The Legal Challenge To Obamacare Nobody’s Talking About But Should

Think conservatives have given up on their constitutional challenges to the individual mandate? Think again.

photo courtesy of LaDonna's pics via Flickr

Republican House Speaker John Boehner may have conceded, momentarily at least, that as a result of the 2012 presidential elections, Obamacare is “law of the land,” but there’s no reason to believe this is actually the Republican position. In fact, we have at least one lawsuit in the pipeline that proves it’s not.

Last month the state of Oklahoma filed the first, in what we can expect to be a series of legal challenges over a key component in the implementation of health care reform. At issue in the lawsuit is whether or not the federal exchanges created in the health care reform can constitutionally give people subsidies to help pay for coverage. According to the legal challenge, the statutory language of the Affordable Care Act authorizes subsidies and credits for insurance only in state-run exchanges and any attempts by the federal government to administer its own subsidies are unconstitutional.

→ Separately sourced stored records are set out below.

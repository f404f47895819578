use std::collections::BTreeSet;

use crate::decision::PolicyVerdict;
use crate::error::PolicyError;
use crate::intent::{Category, PaymentIntent};
use crate::policy::Policy;

/// Categories an agent may spend on without further configuration.
pub(crate) const DEFAULT_ALLOWED: [Category; 3] =
    [Category::Equipment, Category::Software, Category::Travel];

/// Denies spend categories outside an allow-list.
#[derive(Debug, Clone)]
pub struct CategoryPolicy {
    allowed: BTreeSet<Category>,
}

impl CategoryPolicy {
    /// Allow equipment, software and travel.
    pub fn new() -> Self {
        Self::with_allowed(DEFAULT_ALLOWED)
    }

    pub fn with_allowed(allowed: impl IntoIterator<Item = Category>) -> Self {
        Self {
            allowed: allowed.into_iter().collect(),
        }
    }

    pub fn allows(&self, category: Category) -> bool {
        self.allowed.contains(&category)
    }
}

impl Default for CategoryPolicy {
    fn default() -> Self {
        Self::new()
    }
}

impl Policy for CategoryPolicy {
    fn name(&self) -> &str {
        "AllowedCategories"
    }

    fn validate(&self, intent: &PaymentIntent) -> Result<PolicyVerdict, PolicyError> {
        if !self.allows(intent.category) {
            return Ok(PolicyVerdict::deny(format!(
                "Category '{}' is not in the approved list.",
                intent.category
            )));
        }
        Ok(PolicyVerdict::approve())
    }

    fn describe(&self) -> String {
        let allowed: Vec<&str> = self.allowed.iter().map(Category::as_str).collect();
        format!("{} ({})", self.name(), allowed.join(", "))
    }
}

Oklahoma, like a host of states governed by conservatives with a pathological opposition to Obamacare, has refused to implement its own exchange. Should those states refuse to set up exchanges by January 2014 the law calls for the federal Department of Health and Human Services to establish a state-based exchange for them. As part of the creation of those federal exchanges the IRS implemented a rule that  in essence, authorizes the IRS to distribute tax credits and subsidies through those federally-operated health insurance exchanges in those states that refuse to establish their own exchanges.

But Oklahoma argues that the Obama administration can’t do that. Instead, they argue, if the federal government comes in and sets up an exchange because a recalcitrant state refuses to participate, those exchanges can’t offer subsidies for insurance coverage. Should the court agree this would functionally leave no means of affordable coverage in most of the red states that need it most.

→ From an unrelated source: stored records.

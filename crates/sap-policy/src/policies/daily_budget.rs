// Running-spend guardrail.
//
// Spend is recorded when the policy accepts an intent, before the payment
// has executed. The engine calls `rollback` if a later policy denies, and
// the execution side can `refund` a payment that failed downstream.
//
// Each acceptance is remembered per idempotency key for the current UTC
// day only. A rollover forgets them, so a late rollback or refund can never
// take an earlier day's amount out of the new day's spend.

use std::collections::HashMap;
use std::sync::{Arc, Mutex, MutexGuard};

use chrono::NaiveDate;

use crate::clock::Clock;
use crate::decision::PolicyVerdict;
use crate::error::PolicyError;
use crate::intent::PaymentIntent;
use crate::policy::Policy;

#[derive(Debug)]
struct BudgetState {
    spent_today: u64,
    reset_date: NaiveDate,
    /// Amount accepted today, by idempotency key.
    reserved: HashMap<String, u64>,
}

/// Denies a payment that would push today's cumulative spend past a limit.
pub struct DailyBudgetPolicy {
    limit: u64,
    clock: Arc<dyn Clock>,
    state: Mutex<BudgetState>,
}

impl DailyBudgetPolicy {
    pub fn new(limit: u64, clock: Arc<dyn Clock>) -> Self {
        let today = clock.now().date_naive();
        Self {
            limit,
            clock,
            state: Mutex::new(BudgetState {
                spent_today: 0,
                reset_date: today,
                reserved: HashMap::new(),
            }),
        }
    }

    /// Amount recorded against today's budget.
    pub fn spent_today(&self) -> Result<u64, PolicyError> {
        Ok(self.lock_current()?.spent_today)
    }

    /// Give back the spend accepted today under `idempotency_key`, e.g.
    /// after a failed execution. Returns the amount released, which is zero
    /// when the key was accepted on an earlier day or never accepted.
    pub fn refund(&self, idempotency_key: &str) -> Result<u64, PolicyError> {
        let mut state = self.lock_current()?;
        let amount = state.reserved.remove(idempotency_key).unwrap_or(0);
        state.spent_today = state.spent_today.saturating_sub(amount);
        if amount > 0 {
            tracing::debug!(policy = self.name(), idempotency_key, amount, "daily budget refunded");
        }
        Ok(amount)
    }

    /// Zero today's spend.
    pub fn reset(&self) -> Result<(), PolicyError> {
        let mut state = self.lock_current()?;
        state.spent_today = 0;
        state.reserved.clear();
        Ok(())
    }

    /// Lock the state, rolling it over first if the date has changed.
    fn lock_current(&self) -> Result<MutexGuard<'_, BudgetState>, PolicyError> {
        let today = self.clock.now().date_naive();
        let mut state = self
            .state
            .lock()
            .map_err(|_| PolicyError::poisoned(self.name()))?;
        if state.reset_date != today {
            tracing::debug!(
                policy = self.name(),
                previous = %state.reset_date,
                %today,
                "daily budget rolled over"
            );
            state.spent_today = 0;
            state.reset_date = today;
            state.reserved.clear();
        }
        Ok(state)
    }
}

impl Policy for DailyBudgetPolicy {
    fn name(&self) -> &str {
        "DailyBudgetLimit"
    }

    fn validate(&self, intent: &PaymentIntent) -> Result<PolicyVerdict, PolicyError> {
        let mut state = self.lock_current()?;
        let remaining = self.limit.saturating_sub(state.spent_today);
        if intent.amount > remaining {
            return Ok(PolicyVerdict::deny(format!(
                "Daily budget exceeded. Remaining: {}",
                remaining
            )));
        }
        state.spent_today += intent.amount;
        *state
            .reserved
            .entry(intent.idempotency_key.clone())
            .or_insert(0) += intent.amount;
        Ok(PolicyVerdict::approve())
    }

    fn rollback(&self, intent: &PaymentIntent) -> Result<(), PolicyError> {
        self.refund(&intent.idempotency_key).map(|_| ())
    }

    fn describe(&self) -> String {
        format!("{} (limit {} per UTC day)", self.name(), self.limit)
    }
}
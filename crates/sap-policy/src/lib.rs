//! # sap-policy
//!
//! Guardrail engine for Safe Agentic Payments.
//!
//! An autonomous agent may *propose* a payment as a [`PaymentIntent`]; it
//! never moves money itself. The [`PolicyEngine`] runs every intent through
//! a fixed pipeline and returns an [`EvaluationResult`] whose [`Decision`]
//! is Approved, Denied, or RequiresHumanApproval:
//!
//! 1. duplicate suppression by idempotency key ([`IdempotencyGuard`])
//! 2. markup check on the justification ([`Sanitizer`])
//! 3. the configured chain of [`Policy`] rules, in order
//!
//! ## Key invariants
//!
//! - **Denial is final**: the first Denied verdict ends the evaluation and
//!   later policies never run.
//! - **Escalation is sticky**: a RequiresHumanApproval verdict overrides
//!   Approved from every other policy but does not stop the chain.
//! - **At most once per key**: an idempotency key is committed only on a
//!   non-denied outcome; every later evaluation with that key is Denied.
//! - **Time is injected**: policies and audit timestamps read a [`Clock`],
//!   never the wall clock directly; evaluation ids come from an
//!   [`IdGenerator`].

pub mod clock;
pub mod config;
pub mod decision;
pub mod engine;
pub mod error;
pub mod idempotency;
pub mod intent;
pub mod policies;
pub mod policy;
pub mod sanitizer;

pub use clock::{Clock, FixedClock, IdGenerator, RandomIds, SequentialIds, SystemClock};
pub use config::{GuardrailConfig, PolicySpec};
pub use decision::{Decision, Outcome, PolicyVerdict};
pub use engine::{EvaluationResult, PolicyEngine};
pub use error::PolicyError;
pub use idempotency::{Admission, IdempotencyGuard, KeyReservation};
pub use intent::{Category, Currency, PaymentIntent};
pub use policies::{
    CategoryPolicy, DailyBudgetPolicy, MaxAmountPolicy, ThresholdPolicy, TimeBasedPolicy,
};
pub use policy::Policy;
pub use sanitizer::Sanitizer;

pub use sap_audit::{AuditActor, AuditEntry, AuditTrail};
// clock.rs - Injectable time and evaluation-id sources.
//
// Business-hour checks, budget day rollover and audit timestamps all read
// time through a Clock so tests can pin or move it. Evaluation ids come
// from an IdGenerator for the same reason.

use std::sync::atomic::{AtomicU64, Ordering};
use std::sync::Mutex;

use chrono::{DateTime, Duration, Utc};
use uuid::Uuid;

/// Source of the current instant.
pub trait Clock: Send + Sync {
    fn now(&self) -> DateTime<Utc>;
}

/// Reads the system wall clock.
#[derive(Debug, Clone, Copy, Default)]
pub struct SystemClock;

impl Clock for SystemClock {
    fn now(&self) -> DateTime<Utc> {
        Utc::now()
    }
}

/// A clock that only moves when told to. Used by tests and simulations.
#[derive(Debug)]
pub struct FixedClock {
    now: Mutex<DateTime<Utc>>,
}

impl FixedClock {
    pub fn new(now: DateTime<Utc>) -> Self {
        Self {
            now: Mutex::new(now),
        }
    }

    /// Jump to a specific instant.
    pub fn set(&self, now: DateTime<Utc>) {
        match self.now.lock() {
            Ok(mut guard) => *guard = now,
            Err(poisoned) => *poisoned.into_inner() = now,
        }
    }

    /// Move forward (or backward, for negative durations).
    pub fn advance(&self, by: Duration) {
        let next = self.now() + by;
        self.set(next);
    }
}

impl Clock for FixedClock {
    fn now(&self) -> DateTime<Utc> {
        match self.now.lock() {
            Ok(guard) => *guard,
            Err(poisoned) => *poisoned.into_inner(),
        }
    }
}

/// Source of evaluation ids.
pub trait IdGenerator: Send + Sync {
    fn next_id(&self) -> Uuid;
}

/// Random v4 UUIDs.
#[derive(Debug, Clone, Copy, Default)]
pub struct RandomIds;

impl IdGenerator for RandomIds {
    fn next_id(&self) -> Uuid {
        Uuid::new_v4()
    }
}

/// Counts up from 1: `00000000-0000-0000-0000-000000000001`, then `...02`.
#[derive(Debug, Default)]
pub struct SequentialIds {
    next: AtomicU64,
}

impl SequentialIds {
    pub fn new() -> Self {
        Self::default()
    }
}

impl IdGenerator for SequentialIds {
    fn next_id(&self) -> Uuid {
        let n = self.next.fetch_add(1, Ordering::SeqCst) + 1;
        Uuid::from_u128(u128::from(n))
    }
}
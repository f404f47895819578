// decision.rs - Decision values produced by policies and the engine.
//
// Decision variants are declared in ascending severity so the derived `Ord`
// is the aggregation order: Approved < RequiresHumanApproval < Denied.

use std::fmt;

use serde::{Deserialize, Serialize};

/// Final or per-policy decision about an intent.
#[derive(Debug, Clone, Copy, Serialize, Deserialize, PartialEq, Eq, Hash, PartialOrd, Ord)]
#[serde(rename_all = "SCREAMING_SNAKE_CASE")]
pub enum Decision {
    /// Safe to hand to the execution service.
    Approved,
    /// Not denied, but a human must sign off before execution.
    RequiresHumanApproval,
    /// Must not be executed.
    Denied,
}

impl Decision {
    /// The more severe of two decisions.
    pub fn escalate(self, other: Decision) -> Decision {
        self.max(other)
    }
}

impl fmt::Display for Decision {
    fn fmt(&self, f: &mut fmt::Formatter<'_>) -> fmt::Result {
        let label = match self {
            Decision::Approved => "APPROVED",
            Decision::RequiresHumanApproval => "REQUIRES_HUMAN_APPROVAL",
            Decision::Denied => "DENIED",
        };
        f.write_str(label)
    }
}

/// What a single policy concluded about a single intent.
#[derive(Debug, Clone, Serialize, Deserialize, PartialEq, Eq)]
pub struct PolicyVerdict {
    pub decision: Decision,
    #[serde(default, skip_serializing_if = "Option::is_none")]
    pub reason: Option<String>,
}

impl PolicyVerdict {
    pub fn approve() -> Self {
        Self {
            decision: Decision::Approved,
            reason: None,
        }
    }

    pub fn deny(reason: impl Into<String>) -> Self {
        Self {
            decision: Decision::Denied,
            reason: Some(reason.into()),
        }
    }

    pub fn require_approval(reason: impl Into<String>) -> Self {
        Self {
            decision: Decision::RequiresHumanApproval,
            reason: Some(reason.into()),
        }
    }

    /// Reason text, or "no reason given" for reasonless verdicts.
    pub fn reason_or_default(&self) -> &str {
        self.reason.as_deref().unwrap_or("no reason given")
    }
}

/// Why the engine reached its final decision.
///
/// Each variant maps to exactly one [`Decision`] via [`Outcome::decision`].
#[derive(Debug, Clone, Serialize, Deserialize, PartialEq, Eq)]
#[serde(tag = "kind", rename_all = "snake_case")]
pub enum Outcome {
    /// The idempotency key was already committed.
    DuplicateRequest,
    /// The justification contained markup.
    SecurityViolation,
    /// The named policy denied the intent.
    PolicyViolation { policy: String },
    /// One or more policies escalated and none denied.
    RequiresApproval { policies: Vec<String> },
    /// No policy objected.
    Approved,
}

impl Outcome {
    pub fn decision(&self) -> Decision {
        match self {
            Outcome::DuplicateRequest
            | Outcome::SecurityViolation
            | Outcome::PolicyViolation { .. } => Decision::Denied,
            Outcome::RequiresApproval { .. } => Decision::RequiresHumanApproval,
            Outcome::Approved => Decision::Approved,
        }
    }
}
//! Built-in guardrail rules.

pub(crate) mod category;
mod daily_budget;
mod max_amount;
mod threshold;
pub(crate) mod time_window;

pub use category::CategoryPolicy;
pub use daily_budget::DailyBudgetPolicy;
pub use max_amount::MaxAmountPolicy;
pub use threshold::ThresholdPolicy;
pub use time_window::TimeBasedPolicy;
use crate::decision::PolicyVerdict;
use crate::error::PolicyError;
use crate::intent::PaymentIntent;
use crate::policy::Policy;

/// Escalates payments at or above a threshold to a human reviewer.
///
/// The only built-in rule that yields RequiresHumanApproval rather than
/// Denied. The bound is inclusive: `amount == threshold` escalates.
#[derive(Debug, Clone)]
pub struct ThresholdPolicy {
    threshold: u64,
}

impl ThresholdPolicy {
    pub fn new(threshold: u64) -> Self {
        Self { threshold }
    }
}

impl Policy for ThresholdPolicy {
    fn name(&self) -> &str {
        "HumanApprovalThreshold"
    }

    fn validate(&self, intent: &PaymentIntent) -> Result<PolicyVerdict, PolicyError> {
        if intent.amount >= self.threshold {
            return Ok(PolicyVerdict::require_approval(format!(
                "Transaction of {} {} exceeds autonomous threshold of {} {}.",
                intent.amount, intent.currency, self.threshold, intent.currency
            )));
        }
        Ok(PolicyVerdict::approve())
    }

    fn describe(&self) -> String {
        format!("{} (threshold {})", self.name(), self.threshold)
    }
}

Add this lawsuit to the approximately 34 other lawsuits challenging the contraception mandate and the conservative strategy becomes clear. As is the case with abortion rights, having lost on the ultimate issue of whether or not the law is constitutional, conservatives have opted for widespread and multi-faceted challenges designed to chip away at the core protections until they are rendered effectively meaningless.

What that means as we move back from campaigning to governing is that Speaker Boehner and other conservatives can pledge whatever they’d like concerning health care reform. The minute they stop filing lawsuits challenging the constitutionality of its key components we’ll know they’ve actually accepted health care reform is here to stay.